Tout aussi abracadabrante qu’elle puisse paraître, cette histoire recèle en son sein un bon fond de cruauté. Ce que fait ce gamin, qu’il soit réellement celui qu’il prétend être ou qu’il le feigne, s’apparente ni plus ni moins à de la torture morale. Anna a déjà énormément souffert de la perte de son mari. On devine un long processus avant qu’elle puisse accepter ce deuil. Et c’est lorsqu’elle semble y être parvenue que tout s’effondre. Les plaies qu’elle croyait (espérait) refermées à jamais se sont réouvertes à cause du couteau qu’un vilain garnement s’amuse à remuer à l’intérieur, sans une once de compassion. Malgré leurs efforts, les membres de la famille d’Anna ne lui sont d’aucun secours. Elle se retrouve seule, tiraillée entre ses deux amours.

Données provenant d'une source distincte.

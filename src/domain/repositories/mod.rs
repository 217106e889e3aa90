//! Repository trait definitions for the domain layer.
//!
//! The storage gateway is expressed as the [`RedirectionRepository`] trait.
//! Implementations live in `crate::infrastructure::persistence`; mock
//! implementations are generated via `mockall` for unit tests.

pub mod redirection_repository;

pub use redirection_repository::RedirectionRepository;

#[cfg(test)]
pub use redirection_repository::MockRedirectionRepository;
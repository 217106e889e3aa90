//! DTOs for the link shortening endpoint.

use axum::http::HeaderValue;
use chrono::{DateTime, Utc};
use serde::{Deserialize, Serialize};
use validator::{Validate, ValidationError};

use crate::domain::entities::Redirection;

/// Request to shorten a URL.
///
/// Only `originalUrl` is read. Other redirection fields a client may send
/// (`shortUrl`, `newUrl`, ...) are ignored; the server always generates them.
#[derive(Debug, Deserialize, Validate)]
#[serde(rename_all = "camelCase")]
pub struct ShortenRequest {
    /// Destination URL. Not checked for well-formedness; it only has to be
    /// present and usable as a `Location` header.
    #[validate(length(min = 1), custom(function = "validate_location"))]
    pub original_url: String,
}

/// Rejects URLs that cannot be sent back in a `Location` header, such as
/// ones containing control characters.
fn validate_location(url: &str) -> Result<(), ValidationError> {
    HeaderValue::from_str(url)
        .map(|_| ())
        .map_err(|_| ValidationError::new("location"))
}

/// A stored redirection as returned to clients.
#[derive(Debug, Serialize, Deserialize)]
#[serde(rename_all = "camelCase")]
pub struct RedirectionResponse {
    pub id: i64,
    pub original_url: String,
    pub short_url: String,
    pub new_url: String,
    pub created_at: DateTime<Utc>,
}

impl From<Redirection> for RedirectionResponse {
    fn from(redirection: Redirection) -> Self {
        Self {
            id: redirection.id,
            original_url: redirection.original_url,
            short_url: redirection.short_url,
            new_url: redirection.new_url,
            created_at: redirection.created_at,
        }
    }
}
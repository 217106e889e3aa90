//! Data Transfer Objects for API requests and responses.
//!
//! JSON field names are camelCase.

pub mod redirection;

pub use redirection::{RedirectionResponse, ShortenRequest};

On devrait souffrir pour et avec elle, et ce n’est pourtant pas le cas. Sur ce postulat des plus casse-gueule, il y a un équilibre qui n’est jamais atteint. Le ton est trop compassé, trop ouvertement dramatique. A tel point que les atermoiements d’Anna prêtent davantage à sourire qu’à nous sensibiliser à son désarroi. Les scènes s’enchaînent et tout laisse à penser que nous sommes face à une ode au ridicule. Il faut voir Joseph, le futur mari, rongé par la jalousie, fondre sur le garçonnet pour lui infliger une bonne correction devant une assemblée abasourdie. Ou encore cette conversation entre Anna et Sean quant à la possibilité de reformer un couple :
–Mais comment viverons-nous ? lui demande t-elle, totalement déboussolée.
Et lui de lui répondre, imperturbable, du haut de ses 10 printemps:
– Je trouverai du travail !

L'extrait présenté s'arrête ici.